Updating Healpix CUDA primitive #290

ASKabalan · 2025-03-26T16:23:14Z

Adding a few updates

Updating to the newest custom call API (API 4) using FFI
implementing a grad rule for healpix cuda FFT
Implementing a Batching rule

A batching rule seems to be very important for two things
Being able to jacrev/ jacfwd
and because in most cases .. the size of a healpix map can fit on a single GPU but sometimes we want to batch the spherical transform

I will be doing that next

ASKabalan · 2025-03-28T16:16:58Z

Hello @matt-graham @jasonmcewen @CosmoMatt

Just a quick PR to wrap up a few stuff

Updated the binding API to the newest FFI
Added a vmap implementation of the cuda primitive
Added a transpose rule which allows jacfwd and jacrev (consequently grad aswell)
added more tests https://github.com/astro-informatics/s2fft/blob/ASKabalan/tests/test_healpix_ffts.py#L100
Removed two files which are now no longer needed with the FFI API (kernel helpers) (so maybe they should be removed from the license section)
Constrained nanobind to be nanobind >=2.0,<2.6" because of a regression [BUG]: Regression when using scikit build tools and nanobind wjakob/nanobind#982

And finally I added cudastreamhandler which is used to split the XLA provided stream for the VMAP lowering (this header is my own work)

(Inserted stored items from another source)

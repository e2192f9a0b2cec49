//! # pagetext
//!
//! Page-by-page PDF text extraction.
//!
//! pagetext reads a PDF, pulls the text tokens of every page in order, joins
//! each page's tokens with single spaces and produces a [`Transcript`]: one
//! [`PageSection`] per page, numbered `1..=page_count`. The transcript renders
//! to page-delimited text (or JSON) and is written in one atomic step.
//!
//! ## Quick Start
//!
//! ```no_run
//! use pagetext::{render, Extractor, RenderOptions};
//! use pagetext::progress::NoProgress;
//!
//! fn main() -> pagetext::Result<()> {
//!     let transcript = Extractor::new().extract_file("document.pdf", NoProgress)?;
//!     print!("{}", render::to_text(&transcript, &RenderOptions::default()));
//!     Ok(())
//! }
//! ```
//!
//! ## Guarantees
//!
//! - Pages are read strictly in order; page N+1 is never requested before
//!   page N has been appended and reported.
//! - A run either yields every page or fails; there is no partial transcript.
//! - The document parser is injected ([`DocumentParser`]), so fake documents
//!   can stand in for PDFs.

pub mod convert;
pub mod detect;
pub mod error;
pub mod model;
pub mod parser;
pub mod pipeline;
pub mod progress;
pub mod render;

// Re-export commonly used types
pub use convert::{convert_file, ConvertOptions, ConvertResult, OutputFormat};
pub use detect::{detect_format_from_bytes, is_pdf_bytes, PdfFormat};
pub use error::{Error, ErrorKind, Result};
pub use model::{PageSection, TextToken, Transcript};
pub use parser::{DocumentBackend, DocumentParser, LopdfParser};
pub use pipeline::{extract, extract_bytes, Extractor};
pub use render::{JsonFormat, RenderOptions};

use std::path::Path;

/// Extract a PDF file into a transcript.
///
/// # Example
///
/// ```no_run
/// let transcript = pagetext::extract_file("document.pdf").unwrap();
/// println!("Pages: {}", transcript.page_count());
/// ```
pub fn extract_file<P: AsRef<Path>>(path: P) -> Result<Transcript> {
    Extractor::new().extract_file(path, progress::NoProgress)
}

/// Extract a PDF held in memory into a transcript.
pub fn extract_pdf_bytes(data: &[u8]) -> Result<Transcript> {
    Extractor::new().extract_bytes(data, progress::NoProgress)
}

/// Extract a PDF file and render it as page-delimited text.
///
/// # Example
///
/// ```no_run
/// let text = pagetext::to_text("document.pdf").unwrap();
/// std::fs::write("output.txt", text).unwrap();
/// ```
pub fn to_text<P: AsRef<Path>>(path: P) -> Result<String> {
    let transcript = extract_file(path)?;
    Ok(render::to_text(&transcript, &RenderOptions::default()))
}

/// Extract a PDF file and render it as JSON.
pub fn to_json<P: AsRef<Path>>(path: P, format: JsonFormat) -> Result<String> {
    let transcript = extract_file(path)?;
    render::to_json(&transcript, format)
}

There is an issue with building pyssht not sure that this is my fault

I will check the failing worflows when I get the chance, but in the meantime a review is appreciated

matt-graham

Hello @matt-graham @jasonmcewen @CosmoMatt

Just a quick PR to wrap up a few stuff
1. Updated the binding API to the newest [FFI](https://docs.jax.dev/en/latest/ffi.html)

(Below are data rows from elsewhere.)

//! pagetext CLI - page-by-page PDF text extraction

use std::path::PathBuf;

use clap::{Parser, ValueEnum};
use colored::Colorize;
use indicatif::{ProgressBar, ProgressStyle};

use pagetext::convert::{convert_file, ConvertOptions, OutputFormat};
use pagetext::progress::ProgressSink;
use pagetext::{JsonFormat, PageSection, RenderOptions, Transcript};

const DEFAULT_OUTPUT: &str = "docs/pdf_content.txt";

#[derive(Parser)]
#[command(name = "pagetext")]
#[command(author = "iyulab")]
#[command(version)]
#[command(about = "Extract PDF text page by page into a transcript file", long_about = None)]
struct Cli {
    /// Input PDF file
    #[arg(value_name = "FILE")]
    input: PathBuf,

    /// Output file
    #[arg(short, long, value_name = "PATH", default_value = DEFAULT_OUTPUT)]
    output: PathBuf,

    /// Output format
    #[arg(long, value_enum, default_value = "text")]
    format: Format,

    /// Page marker template; `{page}` is replaced by the page number
    #[arg(long, value_name = "TEMPLATE")]
    marker: Option<String>,

    /// Output compact JSON
    #[arg(long)]
    compact: bool,

    /// Show a progress bar instead of echoing page text
    #[arg(short, long)]
    quiet: bool,
}

#[derive(Copy, Clone, PartialEq, Eq, Debug, ValueEnum)]
enum Format {
    /// Page-delimited plain text
    Text,
    /// JSON with one entry per page
    Json,
}

impl From<Format> for OutputFormat {
    fn from(format: Format) -> Self {
        match format {
            Format::Text => OutputFormat::Text,
            Format::Json => OutputFormat::Json,
        }
    }
}

impl Cli {
    fn render_options(&self) -> RenderOptions {
        match &self.marker {
            Some(template) => RenderOptions::new().with_marker_template(template.as_str()),
            None => RenderOptions::default(),
        }
    }

    fn convert_options(&self) -> ConvertOptions {
        let json_format = if self.compact {
            JsonFormat::Compact
        } else {
            JsonFormat::Pretty
        };

        ConvertOptions::new()
            .with_render_options(self.render_options())
            .with_format(self.format.into())
            .with_json_format(json_format)
    }
}

/// Console progress: echoes every page, or drives a progress bar.
enum ConsoleProgress {
    Echo(RenderOptions),
    Bar {
        style: ProgressStyle,
        bar: Option<ProgressBar>,
    },
}

impl ConsoleProgress {
    fn echo(options: RenderOptions) -> Self {
        ConsoleProgress::Echo(options)
    }

    fn bar() -> Result<Self, Box<dyn std::error::Error>> {
        let style = ProgressStyle::default_bar()
            .template("{spinner:.green} [{bar:40.cyan/blue}] {pos}/{len} {msg}")?
            .progress_chars("#>-");
        Ok(ConsoleProgress::Bar { style, bar: None })
    }
}

impl ProgressSink for ConsoleProgress {
    fn on_start(&mut self, page_count: u32) {
        match self {
            ConsoleProgress::Echo(_) => {
                println!("{}", "PDF Text Extraction".cyan().bold());
                println!("{}: {}", "Pages".bold(), page_count);
                println!();
            }
            ConsoleProgress::Bar { style, bar } => {
                let pb = ProgressBar::new(u64::from(page_count));
                pb.set_style(style.clone());
                *bar = Some(pb);
            }
        }
    }

    fn on_page(&mut self, section: &PageSection) {
        match self {
            ConsoleProgress::Echo(options) => {
                println!("{}", options.marker(section.number).green());
                println!("{}", section.text);
            }
            ConsoleProgress::Bar { bar: Some(pb), .. } => {
                pb.set_message(format!("page {}", section.number));
                pb.inc(1);
            }
            ConsoleProgress::Bar { bar: None, .. } => {}
        }
    }

    fn on_finish(&mut self, transcript: &Transcript) {
        if let ConsoleProgress::Bar { bar: Some(pb), .. } = self {
            pb.finish_with_message(format!("{} pages", transcript.page_count()));
        }
    }
}

impl Drop for ConsoleProgress {
    fn drop(&mut self) {
        if let ConsoleProgress::Bar { bar: Some(pb), .. } = self {
            if !pb.is_finished() {
                pb.abandon();
            }
        }
    }
}

fn main() {
    env_logger::init();

    let cli = Cli::parse();

    if let Err(e) = run(&cli) {
        eprintln!("{}: {}", "Error".red().bold(), e);
        std::process::exit(1);
    }
}

fn run(cli: &Cli) -> Result<(), Box<dyn std::error::Error>> {
    let options = cli.convert_options();
    let progress = if cli.quiet {
        ConsoleProgress::bar()?
    } else {
        ConsoleProgress::echo(options.render.clone())
    };

    let result = convert_file(&cli.input, &cli.output, &options, progress)?;
    log::info!(
        "Wrote {} pages ({}) to {}",
        result.transcript.page_count(),
        result.mime_type,
        cli.output.display()
    );

    println!();
    println!("{} {}", "Saved to".green(), cli.output.display());

    Ok(())
}
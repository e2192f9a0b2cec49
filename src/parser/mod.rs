//! Document parsing: the parser boundary and its lopdf implementation.

mod backend;
mod pdf_parser;
mod tokens;

pub use backend::{
    decode_text_simple, BackendError, BackendFontInfo, BackendResult, ContentOp,
    DocumentBackend, DocumentParser, LopdfBackend, PageId, PdfValue,
};
pub use pdf_parser::LopdfParser;
pub use tokens::tokenize;
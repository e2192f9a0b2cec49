//! Rendering options and configuration.

/// Placeholder replaced by the page number in a marker template.
pub const PAGE_PLACEHOLDER: &str = "{page}";

/// Default page marker template.
pub const DEFAULT_MARKER_TEMPLATE: &str = "--- Page {page} ---";

/// Options for rendering a transcript as text.
#[derive(Debug, Clone, PartialEq, Eq)]
pub struct RenderOptions {
    /// Template of the page marker line; `{page}` is the 1-based page number
    pub marker_template: String,
}

impl RenderOptions {
    /// Create new render options with defaults.
    pub fn new() -> Self {
        Self::default()
    }

    /// Set the page marker template.
    ///
    /// A template without `{page}` gets the page number appended, so every
    /// marker still identifies its page.
    pub fn with_marker_template(mut self, template: impl Into<String>) -> Self {
        let mut template = template.into();
        if !template.contains(PAGE_PLACEHOLDER) {
            template.push(' ');
            template.push_str(PAGE_PLACEHOLDER);
        }
        self.marker_template = template;
        self
    }

    /// The marker line for a page.
    pub fn marker(&self, page: u32) -> String {
        self.marker_template.replace(PAGE_PLACEHOLDER, &page.to_string())
    }
}

impl Default for RenderOptions {
    fn default() -> Self {
        Self {
            marker_template: DEFAULT_MARKER_TEMPLATE.to_string(),
        }
    }
}
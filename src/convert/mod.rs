//! End-to-end conversion: read, extract, render, write.
//!
//! # Example
//!
//! ```no_run
//! use pagetext::convert::{convert_file, ConvertOptions};
//! use pagetext::progress::LogProgress;
//!
//! let result = convert_file(
//!     "report.pdf",
//!     "docs/pdf_content.txt",
//!     &ConvertOptions::default(),
//!     LogProgress,
//! )?;
//! println!("{} pages", result.transcript.page_count());
//! # Ok::<(), pagetext::Error>(())
//! ```

mod io;

pub use io::{read_source, write_output};

use std::path::Path;

use crate::error::Result;
use crate::model::Transcript;
use crate::parser::DocumentParser;
use crate::pipeline::Extractor;
use crate::progress::ProgressSink;
use crate::render::{to_json, to_text, JsonFormat, RenderOptions};

/// Options for conversion.
#[derive(Debug, Clone, Default)]
pub struct ConvertOptions {
    /// Text rendering options
    pub render: RenderOptions,

    /// Output format
    pub output_format: OutputFormat,

    /// JSON layout, used when `output_format` is [`OutputFormat::Json`]
    pub json_format: JsonFormat,
}

impl ConvertOptions {
    /// Create new conversion options.
    pub fn new() -> Self {
        Self::default()
    }

    /// Set rendering options.
    pub fn with_render_options(mut self, options: RenderOptions) -> Self {
        self.render = options;
        self
    }

    /// Set output format.
    pub fn with_format(mut self, format: OutputFormat) -> Self {
        self.output_format = format;
        self
    }

    /// Set JSON layout.
    pub fn with_json_format(mut self, format: JsonFormat) -> Self {
        self.json_format = format;
        self
    }
}

/// Output format for conversion.
#[derive(Debug, Clone, Copy, Default, PartialEq, Eq)]
pub enum OutputFormat {
    /// Page-delimited plain text
    #[default]
    Text,

    /// JSON structure
    Json,
}

impl OutputFormat {
    /// MIME type of the rendered output.
    pub fn mime_type(&self) -> &'static str {
        match self {
            OutputFormat::Text => "text/plain",
            OutputFormat::Json => "application/json",
        }
    }
}

/// Result of a conversion.
#[derive(Debug, Clone)]
pub struct ConvertResult {
    /// The extracted transcript
    pub transcript: Transcript,

    /// Rendered output, as written
    pub content: String,

    /// MIME type of the output
    pub mime_type: &'static str,
}

/// Render a transcript according to `options`.
pub fn render(transcript: &Transcript, options: &ConvertOptions) -> Result<String> {
    match options.output_format {
        OutputFormat::Text => Ok(to_text(transcript, &options.render)),
        OutputFormat::Json => to_json(transcript, options.json_format),
    }
}

/// Convert `input` to `output` with the lopdf-backed extractor.
///
/// The output file is written only after every page has been extracted and
/// rendered; on any failure it is neither created nor modified.
pub fn convert_file<I, O, P>(
    input: I,
    output: O,
    options: &ConvertOptions,
    progress: P,
) -> Result<ConvertResult>
where
    I: AsRef<Path>,
    O: AsRef<Path>,
    P: ProgressSink,
{
    convert_with(&Extractor::new(), input, output, options, progress)
}

/// Convert `input` to `output` with a given extractor.
pub fn convert_with<R, I, O, P>(
    extractor: &Extractor<R>,
    input: I,
    output: O,
    options: &ConvertOptions,
    progress: P,
) -> Result<ConvertResult>
where
    R: DocumentParser,
    I: AsRef<Path>,
    O: AsRef<Path>,
    P: ProgressSink,
{
    let transcript = extractor.extract_file(input, progress)?;
    let content = render(&transcript, options)?;
    write_output(output, &content)?;

    Ok(ConvertResult {
        transcript,
        content,
        mime_type: options.output_format.mime_type(),
    })
}
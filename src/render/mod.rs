//! Transcript rendering.

mod json;
mod options;
mod text;

pub use json::{to_json, JsonFormat};
pub use options::{RenderOptions, DEFAULT_MARKER_TEMPLATE, PAGE_PLACEHOLDER};
pub use text::to_text;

2. Added a vmap implementation of the cuda primitive

3. Added a transpose rule which allows jacfwd and jacrev (consequently grad aswell)

4. added more tests https://github.com/astro-informatics/s2fft/blob/ASKabalan/tests/test_healpix_ffts.py#L100

5. Removed two files which are now no longer needed with the FFI API ([kernel helpers](https://github.com/astro-informatics/s2fft/blob/main/lib/include/kernel_helpers.h)) (so maybe they should be removed from the license section)

6. Constrained nanobind to be nanobind >=2.0,<2.6" because of a regression [[BUG]: Regression when using scikit build tools and nanobind wjakob/nanobind#982](https://github.com/wjakob/nanobind/issues/982)
And finally I added cudastreamhandler which is used to split the XLA provided stream for the VMAP lowering (this header is my own work)

There is an issue with building pyssht not sure that this is my fault

I will check the failing worflows when I get the chance, but in the meantime a review is appreciated

Hi @ASKabalan, sorry for the delay in getting back to you.

This all sounds great - thanks for picking up #237 in particular and for the updates to use the newer FFI interface.

With regards to the failing workflows - this was probably due to #292 which was fixed in #293. If you merge in latest main here that should hopefully resolve the upstream dependency build problems that were causing the test workflows to fail.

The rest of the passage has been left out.